ABOUT THIS EXERCISE: In the entries that follow, the line with "not found in" opens the range and the line with "use serde::Serialize;" closes it; repeat that range exactly, both lines included.

INPUT RECORDS:
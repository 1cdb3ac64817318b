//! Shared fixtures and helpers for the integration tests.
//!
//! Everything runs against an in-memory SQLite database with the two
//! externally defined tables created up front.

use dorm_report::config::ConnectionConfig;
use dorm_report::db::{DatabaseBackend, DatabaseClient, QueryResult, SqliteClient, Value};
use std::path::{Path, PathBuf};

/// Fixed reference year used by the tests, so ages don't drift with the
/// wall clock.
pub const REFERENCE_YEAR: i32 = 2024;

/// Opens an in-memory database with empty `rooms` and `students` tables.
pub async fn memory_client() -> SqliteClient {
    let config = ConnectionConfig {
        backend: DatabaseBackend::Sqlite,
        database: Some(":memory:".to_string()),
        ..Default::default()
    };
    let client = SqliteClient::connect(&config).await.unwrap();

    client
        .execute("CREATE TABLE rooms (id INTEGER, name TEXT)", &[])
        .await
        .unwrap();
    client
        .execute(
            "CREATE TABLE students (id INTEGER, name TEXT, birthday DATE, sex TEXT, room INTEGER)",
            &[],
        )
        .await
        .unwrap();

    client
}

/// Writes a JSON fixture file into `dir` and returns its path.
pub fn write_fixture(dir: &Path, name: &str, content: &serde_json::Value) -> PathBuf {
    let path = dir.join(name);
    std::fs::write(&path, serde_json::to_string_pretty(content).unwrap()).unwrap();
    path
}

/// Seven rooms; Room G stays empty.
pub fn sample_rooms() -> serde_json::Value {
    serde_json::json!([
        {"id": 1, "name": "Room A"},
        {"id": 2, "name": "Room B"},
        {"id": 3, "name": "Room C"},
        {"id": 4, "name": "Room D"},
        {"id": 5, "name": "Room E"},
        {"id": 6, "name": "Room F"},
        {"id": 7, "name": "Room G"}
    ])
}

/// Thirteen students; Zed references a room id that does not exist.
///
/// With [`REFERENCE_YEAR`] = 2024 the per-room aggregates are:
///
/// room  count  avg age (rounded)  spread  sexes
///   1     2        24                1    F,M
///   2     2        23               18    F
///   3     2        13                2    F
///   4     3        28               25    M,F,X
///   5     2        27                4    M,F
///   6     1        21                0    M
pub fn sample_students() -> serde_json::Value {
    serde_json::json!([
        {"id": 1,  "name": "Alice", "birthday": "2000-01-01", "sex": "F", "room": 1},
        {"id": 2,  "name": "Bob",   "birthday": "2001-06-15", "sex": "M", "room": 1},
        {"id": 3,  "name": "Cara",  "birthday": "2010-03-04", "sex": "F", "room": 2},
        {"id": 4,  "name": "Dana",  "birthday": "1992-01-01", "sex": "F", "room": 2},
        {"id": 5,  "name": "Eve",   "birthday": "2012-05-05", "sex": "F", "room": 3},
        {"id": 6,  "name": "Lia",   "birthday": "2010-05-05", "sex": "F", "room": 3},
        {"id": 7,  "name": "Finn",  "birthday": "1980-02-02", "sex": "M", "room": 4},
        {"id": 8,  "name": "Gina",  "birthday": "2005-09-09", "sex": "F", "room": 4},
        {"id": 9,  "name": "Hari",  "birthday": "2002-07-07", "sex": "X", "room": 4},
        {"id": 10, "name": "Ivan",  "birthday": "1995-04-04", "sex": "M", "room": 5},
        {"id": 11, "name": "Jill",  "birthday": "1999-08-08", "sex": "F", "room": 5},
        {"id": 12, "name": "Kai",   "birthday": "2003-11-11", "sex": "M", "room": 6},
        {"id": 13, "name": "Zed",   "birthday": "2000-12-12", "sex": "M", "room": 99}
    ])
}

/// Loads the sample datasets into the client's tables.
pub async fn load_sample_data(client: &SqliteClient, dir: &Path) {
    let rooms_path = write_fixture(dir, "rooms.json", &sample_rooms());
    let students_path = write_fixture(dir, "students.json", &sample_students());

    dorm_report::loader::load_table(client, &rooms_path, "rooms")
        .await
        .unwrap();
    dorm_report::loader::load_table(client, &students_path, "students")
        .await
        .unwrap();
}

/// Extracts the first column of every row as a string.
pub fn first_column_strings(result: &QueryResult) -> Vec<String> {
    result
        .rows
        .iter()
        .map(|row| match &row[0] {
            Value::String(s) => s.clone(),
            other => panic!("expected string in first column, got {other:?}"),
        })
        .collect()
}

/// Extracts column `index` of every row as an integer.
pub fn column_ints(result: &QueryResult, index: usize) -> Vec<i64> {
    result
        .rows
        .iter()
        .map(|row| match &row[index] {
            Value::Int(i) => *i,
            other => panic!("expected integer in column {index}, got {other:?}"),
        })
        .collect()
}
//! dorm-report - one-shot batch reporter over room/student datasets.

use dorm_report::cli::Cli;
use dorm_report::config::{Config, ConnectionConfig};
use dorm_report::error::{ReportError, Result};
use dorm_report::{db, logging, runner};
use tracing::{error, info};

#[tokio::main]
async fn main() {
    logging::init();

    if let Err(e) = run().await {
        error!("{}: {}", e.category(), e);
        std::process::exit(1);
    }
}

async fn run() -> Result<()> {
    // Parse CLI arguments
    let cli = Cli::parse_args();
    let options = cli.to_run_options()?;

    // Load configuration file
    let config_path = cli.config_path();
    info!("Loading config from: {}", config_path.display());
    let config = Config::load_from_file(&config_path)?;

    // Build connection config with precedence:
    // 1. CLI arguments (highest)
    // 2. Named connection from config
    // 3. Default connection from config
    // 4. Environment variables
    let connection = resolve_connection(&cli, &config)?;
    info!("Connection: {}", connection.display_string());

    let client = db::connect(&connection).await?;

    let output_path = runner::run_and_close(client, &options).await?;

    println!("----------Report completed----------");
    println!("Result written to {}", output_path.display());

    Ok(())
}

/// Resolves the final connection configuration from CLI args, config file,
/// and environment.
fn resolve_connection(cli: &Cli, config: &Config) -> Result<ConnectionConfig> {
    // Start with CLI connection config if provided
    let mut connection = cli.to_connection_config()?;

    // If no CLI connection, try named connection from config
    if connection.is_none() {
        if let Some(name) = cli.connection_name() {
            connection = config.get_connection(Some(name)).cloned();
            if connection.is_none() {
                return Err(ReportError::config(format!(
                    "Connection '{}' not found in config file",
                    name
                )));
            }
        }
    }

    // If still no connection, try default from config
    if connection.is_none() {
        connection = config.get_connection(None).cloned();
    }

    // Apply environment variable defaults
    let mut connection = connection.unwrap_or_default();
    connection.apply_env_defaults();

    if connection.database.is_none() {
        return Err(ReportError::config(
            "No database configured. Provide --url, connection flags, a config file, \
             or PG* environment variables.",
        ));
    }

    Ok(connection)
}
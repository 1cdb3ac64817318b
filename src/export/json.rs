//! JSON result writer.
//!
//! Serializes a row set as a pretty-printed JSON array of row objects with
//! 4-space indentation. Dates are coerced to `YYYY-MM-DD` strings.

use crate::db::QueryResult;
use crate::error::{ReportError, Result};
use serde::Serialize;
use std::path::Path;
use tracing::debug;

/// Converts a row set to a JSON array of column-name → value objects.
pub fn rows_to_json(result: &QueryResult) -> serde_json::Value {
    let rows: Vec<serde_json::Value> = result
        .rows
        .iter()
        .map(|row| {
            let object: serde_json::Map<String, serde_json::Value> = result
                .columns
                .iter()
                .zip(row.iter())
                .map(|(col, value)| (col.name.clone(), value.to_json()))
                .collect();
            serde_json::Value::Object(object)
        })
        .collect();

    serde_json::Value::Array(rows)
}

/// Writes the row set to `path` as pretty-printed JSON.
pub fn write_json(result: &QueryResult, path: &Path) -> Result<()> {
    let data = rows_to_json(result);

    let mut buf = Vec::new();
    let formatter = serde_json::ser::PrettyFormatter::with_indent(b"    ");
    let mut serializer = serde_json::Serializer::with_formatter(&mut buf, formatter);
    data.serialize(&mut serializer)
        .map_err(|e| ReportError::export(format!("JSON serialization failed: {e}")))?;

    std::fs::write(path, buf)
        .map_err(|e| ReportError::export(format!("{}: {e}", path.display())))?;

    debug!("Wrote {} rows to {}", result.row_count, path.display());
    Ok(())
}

EXERCISE ANSWER:
                    "Connection '{}' not found in config file",
                    name
                )));
            }
        }
    }

    // If still no connection, try default from config
    if connection.is_none() {
        connection = config.get_connection(None).cloned();
    }

    // Apply environment variable defaults
    let mut connection = connection.unwrap_or_default();
    connection.apply_env_defaults();

    if connection.database.is_none() {
        return Err(ReportError::config(
            "No database configured. Provide --url, connection flags, a config file, \
             or PG* environment variables.",
        ));
    }

    Ok(connection)
}
repository 1cdb3ac64817318b
filename src/export/json.rs
//! JSON result writer.
//!
//! Serializes a row set as a pretty-printed JSON array of row objects with
//! 4-space indentation. Dates are coerced to `YYYY-MM-DD` strings.

use crate::db::QueryResult;
use crate::error::{ReportError, Result};
use serde::Serialize;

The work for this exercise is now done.